Esaïe 16 (Darby)
16 : 1 Envoyez l'agneau du dominateur du pays, -du rocher vers le désert, -à la montagne de la fille de Sion.
16 : 2 Et comme un oiseau fugitif, une nichée chassée, ainsi seront les filles de Moab, aux gués de l'Arnon.
16 : 3 Donne conseil, fais ce qui est juste; rends ton ombre comme la nuit, en plein midi: cache les exilés, ne découvre pas le fugitif.
16 : 4 Que mes exilés séjournent avec toi, Moab! Sois-leur une retraite de devant le destructeur. Car l'oppresseur ne sera plus, la dévastation finira; celui qui foule disparaîtra du pays.
16 : 5 Et un trône sera établi par la bonté; et il y en aura un qui y siégera dans la vérité, dans la tente de David, jugeant, et recherchant la droiture, et hâtant la justice.
16 : 6 Nous avons entendu l'orgueil de Moab, le très-hautain, sa fierté, et son orgueil, et sa rage; ses vanteries ne sont que vanité.
16 : 7 C'est pourquoi Moab hurlera sur Moab; tout entier il hurlera!
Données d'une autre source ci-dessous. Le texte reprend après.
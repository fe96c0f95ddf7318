//! Table Editor - users, tables and rows behind a single state store
//!
//! All edits flow through one reducer:
//! - [`state::Action`] describes a transition
//! - [`state::reduce`] maps (state, action) to the next state without mutating its input
//! - [`state::Store`] owns the current snapshot, notifies subscribers and
//!   persists every change through a [`state::StateStorage`] backend
//!
//! Validation of user input lives outside the store in [`validation`]; the
//! reducer applies whatever fully formed payload it is given.

pub mod cli;
pub mod config;
pub mod error;
pub mod model;
pub mod state;
pub mod validation;

pub use config::EditorConfig;
pub use error::{Result, TableEditorError};
pub use model::{create_id, AppState, Row, Table, User};
pub use state::{reduce, Action, FileStorage, MemoryStorage, StateStorage, Store};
Vous gémirez sur les fondations de Kir-Haréseth, tout affligés.
16 : 8 Car les campagnes de Hesbon languiront, -la vigne de Sibma. Les maîtres des nations ont abîmé ses ceps exquis: ils s'étendaient jusqu'à Jahzer, ils erraient dans le désert; ses provins s'étendaient et dépassaient la mer.
16 : 9 C'est pourquoi je pleurerai des pleurs de Jahzer la vigne de Sibma; je vous arroserai de mes larmes, Hesbon et Elhalé, car un cri est tombé sur votre récolte et sur votre moisson.
16 : 10 Et la joie et l'allégresse ont disparu des champs fertiles, et dans les vignes on ne chante pas, on ne pousse pas des cris de joie; celui qui foulait ne foule plus le vin dans les pressoirs: j'ai fait cesser le cri du pressoir.
16 : 11 C'est pourquoi mes entrailles mènent un bruit sourd au sujet de Moab, comme une harpe, et mon coeur, au sujet de Kir-Hérès.
16 : 12 Et il arrivera que, quand Moab se présentera, se fatiguera sur le haut lieu, et entrera dans son sanctuaire pour prier, il ne prévaudra pas.
16 : 13 Telle est la parole que l'Éternel a prononcée jadis sur Moab.
16 : 14 Et maintenant l'Éternel a parlé, disant: Dans trois ans, comme les années d'un mercenaire, la gloire de Moab sera réduite à rien avec toute sa grande multitude; et le reste sera petit, amoindri, peu de chose.